Workforce.com

Culture Drives Knowledge Sharing

March 1, 1999
Mark Koskiniemi ,V.P. of HR, for Buckman Laboratories shares his insights with HR colleagues:

How did you get into the HR field?
I started out in sales, but my background is actually in chemical engineering. I was a salesman in the coating and plastics division for five years. Then I wanted to come into the lab and [generate] new product development. I got that opportunity while working as lab manager for a while before moving into research and development. After a little shake up in the organization, I got a phone call from the chairman asking if I wanted to be vice president of HR. I said, "Really?" I’ve only been in HR for three years.

What’s the greatest challenge in getting people to share?
Getting everyone to recognize that knowledge is power only when it makes things happen at the point of generating cash flow. There are obviously some technical challenges, but the biggest ones are attitudinal.

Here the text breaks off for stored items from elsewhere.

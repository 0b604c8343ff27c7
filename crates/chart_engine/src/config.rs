//! Engine settings
//!
//! Settings are plain serde structs with defaults, so a host can keep them in
//! its own settings file or load them from a standalone JSON document.

use crate::axis::{AxisLabelFitMode, AxisLastLabelVisibility};
use crate::error::{ChartError, ChartResult};
use serde::{Deserialize, Serialize};
use std::path::Path;

/// Default iteration cap of the cartesian plot-area solver
pub const DEFAULT_MAX_LAYOUT_PASSES: usize = 10;

/// Top-level engine settings
#[derive(Debug, Clone, Serialize, Deserialize, PartialEq)]
#[serde(default)]
pub struct EngineSettings {
    /// Upper bound on solver passes before the layout is accepted as-is
    pub max_layout_passes: usize,
    /// Snap the plot rectangle and axis geometry to whole pixels
    pub layout_rounding: bool,
    /// Defaults applied to axes as they are added to a chart area
    pub axis: AxisDefaults,
}

impl Default for EngineSettings {
    fn default() -> Self {
        Self {
            max_layout_passes: DEFAULT_MAX_LAYOUT_PASSES,
            layout_rounding: true,
            axis: AxisDefaults::default(),
        }
    }
}

/// Default visual metrics for new axes
#[derive(Debug, Clone, Serialize, Deserialize, PartialEq)]
#[serde(default)]
pub struct AxisDefaults {
    /// Length of major ticks
    pub major_tick_length: f64,
    /// Thickness of the axis line
    pub line_thickness: f64,
    /// Thickness of a tick mark
    pub tick_thickness: f64,
    /// How labels are fitted when they do not fit on one row
    pub label_fit_mode: AxisLabelFitMode,
    /// Whether the last label is shown, hidden or clipped
    pub last_label_visibility: AxisLastLabelVisibility,
}

impl Default for AxisDefaults {
    fn default() -> Self {
        Self {
            major_tick_length: 5.0,
            line_thickness: 1.0,
            tick_thickness: 1.0,
            label_fit_mode: AxisLabelFitMode::None,
            last_label_visibility: AxisLastLabelVisibility::Visible,
        }
    }
}

impl EngineSettings {
    /// Parse settings from a JSON document; missing fields take their defaults
    pub fn from_json(json: &str) -> ChartResult<Self> {
        let settings: EngineSettings = serde_json::from_str(json)?;
        settings.validate()?;
        Ok(settings)
    }

    /// Serialize to pretty-printed JSON
    pub fn to_json(&self) -> ChartResult<String> {
        Ok(serde_json::to_string_pretty(self)?)
    }

    /// Load settings from disk, or return defaults if the file doesn't exist
    pub fn load(path: &Path) -> ChartResult<Self> {
        if !path.exists() {
            return Ok(Self::default());
        }

        let content = std::fs::read_to_string(path)?;
        match Self::from_json(&content) {
            Ok(settings) => Ok(settings),
            Err(e) => {
                tracing::warn!(
                    target: "chart_engine::config",
                    "Failed to parse engine settings, using defaults: {}",
                    e
                );
                Ok(Self::default())
            }
        }
    }

    /// Save settings to disk
    pub fn save(&self, path: &Path) -> ChartResult<()> {
        if let Some(parent) = path.parent() {
            std::fs::create_dir_all(parent)?;
        }
        std::fs::write(path, self.to_json()?)?;
        Ok(())
    }

    /// Reject values the layout code cannot work with
    pub fn validate(&self) -> ChartResult<()> {
        if self.max_layout_passes == 0 {
            return Err(ChartError::InvalidSetting(
                "max_layout_passes must be at least 1".to_string(),
            ));
        }
        self.axis.validate()
    }
}

impl AxisDefaults {
    pub fn validate(&self) -> ChartResult<()> {
        for (name, value) in [
            ("major_tick_length", self.major_tick_length),
            ("line_thickness", self.line_thickness),
            ("tick_thickness", self.tick_thickness),
        ] {
            if value < 0.0 || !value.is_finite() {
                return Err(ChartError::InvalidSetting(format!(
                    "{} may not be negative, got {}",
                    name, value
                )));
            }
        }
        Ok(())
    }
}

#[cfg(test)]
mod tests {
    use super::*;

    #[test]
    fn test_defaults() {
        let settings = EngineSettings::default();
        assert_eq!(settings.max_layout_passes, 10);
        assert!(settings.layout_rounding);
        assert_eq!(settings.axis.major_tick_length, 5.0);
    }

    #[test]
    fn test_partial_json_uses_defaults() {
        let settings = EngineSettings::from_json(r#"{ "max_layout_passes": 4 }"#).unwrap();
        assert_eq!(settings.max_layout_passes, 4);
        assert!(settings.layout_rounding);
        assert_eq!(settings.axis, AxisDefaults::default());
    }

    #[test]
    fn test_zero_passes_rejected() {
        let result = EngineSettings::from_json(r#"{ "max_layout_passes": 0 }"#);
        assert!(matches!(result, Err(ChartError::InvalidSetting(_))));
    }

    #[test]
    fn test_negative_tick_length_rejected() {
        let result = EngineSettings::from_json(r#"{ "axis": { "major_tick_length": -2.0 } }"#);
        assert!(matches!(result, Err(ChartError::InvalidSetting(_))));
    }

    #[test]
    fn test_save_and_load() {
        let dir = tempfile::tempdir().unwrap();
        let path = dir.path().join("engine").join("settings.json");

        let mut settings = EngineSettings::default();
        settings.layout_rounding = false;
        settings.axis.label_fit_mode = AxisLabelFitMode::MultiLine;
        settings.save(&path).unwrap();

        let loaded = EngineSettings::load(&path).unwrap();
        assert_eq!(loaded, settings);
    }

    #[test]
    fn test_load_missing_or_corrupt_file() {
        let dir = tempfile::tempdir().unwrap();
        let missing = dir.path().join("missing.json");
        assert_eq!(EngineSettings::load(&missing).unwrap(), EngineSettings::default());

        let corrupt = dir.path().join("corrupt.json");
        std::fs::write(&corrupt, "{ not json").unwrap();
        assert_eq!(EngineSettings::load(&corrupt).unwrap(), EngineSettings::default());
    }
}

So how do you combat resistance?
By highlighting the "wins" associated with sharing. We’ve done this by promoting and publishing examples of how the system can be very beneficial. Also, by keeping the issue in front of all of us through proactive top management support.

Do you think this concept is doable for organizations of all sizes and industries?
Yes. The key thing to remember is to focus your attention on the point in the organization where the cash flow is generated. In our case, this was with our field associates who work with our customers. In other companies, there may be some other critical point at which the value of having the complete power of the organization available would be preferred. So the ability of a company to effectively put knowledge sharing in place would start with its ability to identify where the greatest impact would be.

How much time does this take for HR to set up?
HR’s role as culture guardian is to make sure that as these changes are being made, the people issues (new roles, responsibilities, expectations) are attended to in alignment with our core values. It wasn’t just in the set up of the Knowledge Transfer Department, but in the definition of roles for job descriptions such as the section leaders.

What advice do you have for colleagues who want to shift into a knowledge-sharing system?
Make sure that you work on the culture first. If you make the big investment in technology and the culture isn’t there, somebody will question why you spent the money.

Workforce, March 1999, Vol. 78, No. 3, p. 34.